As a social media expert, instructor Karen Richards brings her real-life experience to the workshops. She notes that the pandemic has not only changed how we work, but how we perceive and interact with the world around us. To reflect those seismic shifts, she substantially revised the content in her Marketing and Sales session to provide strategies for dealing with the “callout culture” taking place online.
“Brands and businesses need to rethink online content and how it is perceived by their audiences, to anticipate potential negative reactions and plan for how they will deal with it,” Richards says, citing “unprecedented levels of negative brand mentions and reviews.”
In 2019, Mount Royal increased the capacity for the AI3 workshops after overwhelming response.
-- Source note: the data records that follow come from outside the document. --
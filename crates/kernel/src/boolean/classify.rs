use std::collections::HashMap;

use rayon::prelude::*;
use tracing::{debug, instrument};

use super::ds::Rank;
use super::interference::FaceRegion;
use super::options::Tuning;
use super::progress::{ProgressToken, Stage};
use super::report::{BooleanError, Report, WarningKind};
use crate::geometry::bbox::BoundingBox;
use crate::geometry::curves::Ray;
use crate::geometry::intersection;
use crate::geometry::point::Point3d;
use crate::geometry::polygon::{self, Containment};
use crate::geometry::surfaces::Surface;
use crate::geometry::vector::Vec3;
use crate::geometry::SurfaceEvaluable;
use crate::topology::brep::*;
use crate::topology::shape::{EntityKind, EntityRef, Shape};

/// Classification of a point relative to a solid.
#[derive(Debug, Clone, Copy, PartialEq, Eq)]
pub enum PointClassification {
    Inside,
    Outside,
    OnBoundary,
}

/// Position of a face or edge fragment relative to the other operand.
#[derive(Debug, Clone, Copy, PartialEq, Eq, Hash)]
pub enum FragmentState {
    In,
    Out,
    OnBoundary,
}

impl From<PointClassification> for FragmentState {
    fn from(c: PointClassification) -> Self {
        match c {
            PointClassification::Inside => FragmentState::In,
            PointClassification::Outside => FragmentState::Out,
            PointClassification::OnBoundary => FragmentState::OnBoundary,
        }
    }
}

/// Fixed, deliberately non-axis-aligned ray directions.
const RAY_DIRECTIONS: [(f64, f64, f64); 7] = [
    (0.2673, 0.5345, 0.8018),
    (-0.6, 0.64, 0.48),
    (0.31, -0.77, 0.56),
    (-0.45, -0.33, -0.83),
    (0.83, 0.12, -0.54),
    (-0.17, 0.92, -0.35),
    (0.71, -0.46, 0.53),
];

#[derive(Debug, Clone)]
enum ProbeFace {
    Planar(FaceRegion),
    /// Full-revolution curved faces, bounded by their box.
    Curved { surface: Surface, bbox: BoundingBox },
}

/// The boundary faces of a solid (or of any closed face set) prepared
/// for membership queries.
#[derive(Debug, Clone)]
pub struct SolidProbe {
    faces: Vec<ProbeFace>,
    bbox: BoundingBox,
}

impl SolidProbe {
    pub fn new(store: &EntityStore, faces: impl IntoIterator<Item = FaceId>) -> Self {
        let mut bbox = BoundingBox::empty();
        let faces = faces
            .into_iter()
            .map(|f| {
                let face_box = store.face_bounding_box(f);
                bbox.add_box(&face_box);
                match FaceRegion::of(store, f) {
                    Some(region) => ProbeFace::Planar(region),
                    None => ProbeFace::Curved {
                        surface: store.faces[f].surface.clone(),
                        bbox: face_box,
                    },
                }
            })
            .collect();
        Self { faces, bbox }
    }

    /// Probe over every face of a shape.
    pub fn of_shape(store: &EntityStore, shape: &Shape) -> Self {
        let faces = store.explore_kind(shape, EntityKind::Face).into_iter().filter_map(|r| match r {
            EntityRef::Face(f) => Some(f),
            _ => None,
        });
        Self::new(store, faces)
    }

    pub fn is_empty(&self) -> bool {
        self.faces.is_empty()
    }

    pub fn bounding_box(&self) -> &BoundingBox {
        &self.bbox
    }

    /// True if `p` lies within `tol` of some face.
    pub fn on_boundary(&self, p: &Point3d, tol: f64) -> bool {
        self.faces.iter().any(|face| match face {
            ProbeFace::Planar(region) => {
                region.frame.height(p).abs() <= tol && region.containment(p, tol) != Containment::Outside
            }
            ProbeFace::Curved { surface, bbox } => {
                bbox.enlarged(tol).contains_point(p) && surface.distance_to(p) <= tol
            }
        })
    }

    /// Number of distinct boundary crossings along `ray`, or `None` when
    /// the ray grazes a face or passes through an edge.
    pub fn crossings(&self, ray: &Ray, tol: f64) -> Option<usize> {
        let mut hit_ts: Vec<f64> = Vec::new();
        for face in &self.faces {
            match face {
                ProbeFace::Planar(region) => {
                    let normal = region.frame.normal;
                    if ray.direction.dot(&normal).abs() < 1e-9 {
                        if region.frame.height(&ray.origin).abs() <= tol {
                            return None;
                        }
                        continue;
                    }
                    let plane = crate::geometry::surfaces::Plane::new(region.frame.origin, normal);
                    let Some(hit) = intersection::ray_plane(ray, &plane) else { continue };
                    if hit.t <= tol {
                        continue;
                    }
                    match region.containment(&hit.point, tol) {
                        Containment::Inside => hit_ts.push(hit.t),
                        Containment::OnBoundary => return None,
                        Containment::Outside => {}
                    }
                }
                ProbeFace::Curved { surface, bbox } => {
                    let hits = match surface {
                        Surface::Sphere(s) => intersection::ray_sphere(ray, s),
                        Surface::Cylinder(c) => intersection::ray_cylinder(ray, c),
                        Surface::Plane(_) => vec![],
                    };
                    for hit in hits.into_iter().filter(|h| h.t > tol) {
                        if !bbox.enlarged(tol).contains_point(&hit.point) {
                            continue;
                        }
                        if !bbox.enlarged(-tol).contains_point(&hit.point) {
                            return None;
                        }
                        hit_ts.push(hit.t);
                    }
                }
            }
        }
        Some(deduplicate_crossings(&mut hit_ts, tol))
    }
}

/// Sort hit parameters and merge clusters within `tolerance` of each other.
/// Returns the number of distinct crossings.
fn deduplicate_crossings(ts: &mut [f64], tolerance: f64) -> usize {
    if ts.is_empty() {
        return 0;
    }
    ts.sort_by(f64::total_cmp);

    let mut count = 1;
    let mut last = ts[0];
    for &t in ts.iter().skip(1) {
        if (t - last).abs() > tolerance {
            count += 1;
        }
        last = t;
    }
    count
}

/// Point membership against a probed solid. Replaceable so that callers
/// can plug in a different classifier.
pub trait MembershipTester: Send + Sync {
    fn classify(&self, probe: &SolidProbe, p: &Point3d, tol: f64) -> PointClassification;
}

/// Parity ray casting with a majority vote over several directions.
/// Rays that touch an edge or graze a face do not vote.
#[derive(Debug, Clone, Copy)]
pub struct RayCastTester {
    pub ray_count: usize,
}

impl Default for RayCastTester {
    fn default() -> Self {
        Self { ray_count: 5 }
    }
}

impl MembershipTester for RayCastTester {
    fn classify(&self, probe: &SolidProbe, p: &Point3d, tol: f64) -> PointClassification {
        if !probe.bbox.enlarged(tol).contains_point(p) {
            return PointClassification::Outside;
        }
        if probe.on_boundary(p, tol) {
            return PointClassification::OnBoundary;
        }
        let (mut votes, mut inside) = (0, 0);
        for (x, y, z) in RAY_DIRECTIONS {
            if votes == self.ray_count {
                break;
            }
            if let Some(n) = probe.crossings(&Ray::new(*p, Vec3::new(x, y, z)), tol) {
                votes += 1;
                if n % 2 == 1 {
                    inside += 1;
                }
            }
        }
        if votes == 0 {
            PointClassification::OnBoundary
        } else if inside * 2 > votes {
            PointClassification::Inside
        } else {
            PointClassification::Outside
        }
    }
}

/// Interior sample points of a face with the face normal at each.
pub fn face_samples(store: &EntityStore, face: FaceId, tol: f64, count: usize) -> Vec<(Point3d, Vec3)> {
    if let Some(region) = FaceRegion::of(store, face) {
        return polygon::interior_samples(&region.rings, tol)
            .into_iter()
            .take(count)
            .map(|p| (region.frame.to_3d(&p), region.frame.normal))
            .collect();
    }
    let surface = &store.faces[face].surface;
    let (u0, v0) = surface.project(&store.face_bounding_box(face).center());
    (0..count)
        .map(|k| {
            let u = u0 + std::f64::consts::TAU * k as f64 / count.max(1) as f64;
            (surface.point_at(u, v0), store.face_normal(face, u, v0))
        })
        .collect()
}

/// State of a face fragment plus whether it fell back to `OnBoundary`.
pub fn classify_face(
    tester: &dyn MembershipTester,
    tuning: &Tuning,
    store: &EntityStore,
    face: FaceId,
    probe: &SolidProbe,
    tol: f64,
) -> (FragmentState, bool) {
    let offset = tuning.normal_offset_factor * tol;
    for (p, n) in face_samples(store, face, tol, tuning.classification_attempts.max(1)) {
        match tester.classify(probe, &p, tol) {
            PointClassification::OnBoundary => {
                let above = tester.classify(probe, &(p + n * offset), tol);
                let below = tester.classify(probe, &(p - n * offset), tol);
                if above == below && above != PointClassification::OnBoundary {
                    return (above.into(), false);
                }
            }
            c => return (c.into(), false),
        }
    }
    (FragmentState::OnBoundary, true)
}

/// Both operands' probes, indexed by rank.
#[derive(Debug, Clone, Default)]
pub struct OperandProbes {
    pub object: Option<SolidProbe>,
    pub tool: Option<SolidProbe>,
}

impl OperandProbes {
    pub fn get(&self, rank: Rank) -> Option<&SolidProbe> {
        match rank {
            Rank::Object => self.object.as_ref(),
            Rank::Tool => self.tool.as_ref(),
        }
    }
}

/// Classifies fragments against an operand, caching by fragment.
pub struct FragmentClassifier<'a> {
    pub tester: &'a dyn MembershipTester,
    pub tuning: &'a Tuning,
    pub progress: &'a ProgressToken,
    pub parallel: bool,
    pub fuzzy: f64,
    cache: HashMap<(FaceId, Rank), FragmentState>,
}

impl<'a> FragmentClassifier<'a> {
    pub fn new(
        tester: &'a dyn MembershipTester,
        tuning: &'a Tuning,
        progress: &'a ProgressToken,
        parallel: bool,
        fuzzy: f64,
    ) -> Self {
        Self {
            tester,
            tuning,
            progress,
            parallel,
            fuzzy,
            cache: HashMap::new(),
        }
    }

    pub fn cached(&self, face: FaceId, against: Rank) -> Option<FragmentState> {
        self.cache.get(&(face, against)).copied()
    }

    /// Classify each `(face, against)` request against the operand of rank
    /// `against`. Requests without a probe come back `Out`.
    #[instrument(skip_all, fields(requests = requests.len()))]
    pub fn classify_faces(
        &mut self,
        store: &EntityStore,
        requests: &[(FaceId, Rank)],
        probes: &OperandProbes,
        report: &mut Report,
    ) -> Result<Vec<FragmentState>, BooleanError> {
        let mut pending: Vec<(FaceId, Rank)> = requests
            .iter()
            .copied()
            .filter(|key| !self.cache.contains_key(key))
            .collect();
        pending.sort();
        pending.dedup();

        let (tester, tuning, fuzzy) = (self.tester, self.tuning, self.fuzzy);
        let work = |&(face, against): &(FaceId, Rank)| match probes.get(against) {
            Some(probe) => classify_face(tester, tuning, store, face, probe, store.faces[face].tolerance + fuzzy),
            None => (FragmentState::Out, false),
        };
        for batch in pending.chunks(self.tuning.batch_size.max(1)) {
            self.progress.check(Stage::Classification)?;
            let states: Vec<(FragmentState, bool)> = if self.parallel {
                batch.par_iter().map(&work).collect()
            } else {
                batch.iter().map(&work).collect()
            };
            for (&key, (state, inconclusive)) in batch.iter().zip(states) {
                if inconclusive {
                    report.push(
                        WarningKind::ClassificationInconclusive,
                        vec![EntityRef::Face(key.0)],
                        "no sample point classified cleanly; treated as on boundary",
                    );
                }
                self.cache.insert(key, state);
            }
        }
        debug!(classified = pending.len(), cached = self.cache.len(), "fragments classified");
        Ok(requests
            .iter()
            .map(|key| self.cache.get(key).copied().unwrap_or(FragmentState::Out))
            .collect())
    }

    pub fn classify_point(&self, probe: &SolidProbe, p: &Point3d, tol: f64) -> FragmentState {
        self.tester.classify(probe, p, tol + self.fuzzy).into()
    }
}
About 20 per cent of the participants had already launched their businesses and were looking for support in growing or improving their ventures.
“Canada has an ever-growing demand for skills despite rising unemployment and under-employment, particularly for diverse groups such as newcomers, women and Indigenous people,” said Wendy Cukier, Academic Director and Founder of the Diversity Institute. “The skills that can be developed through entrepreneurship are not only necessary to help people start new businesses, they are in demand and transferable to other forms of employment.”
Read more about the The Alberta Inclusive Innovation Initiative (AI3).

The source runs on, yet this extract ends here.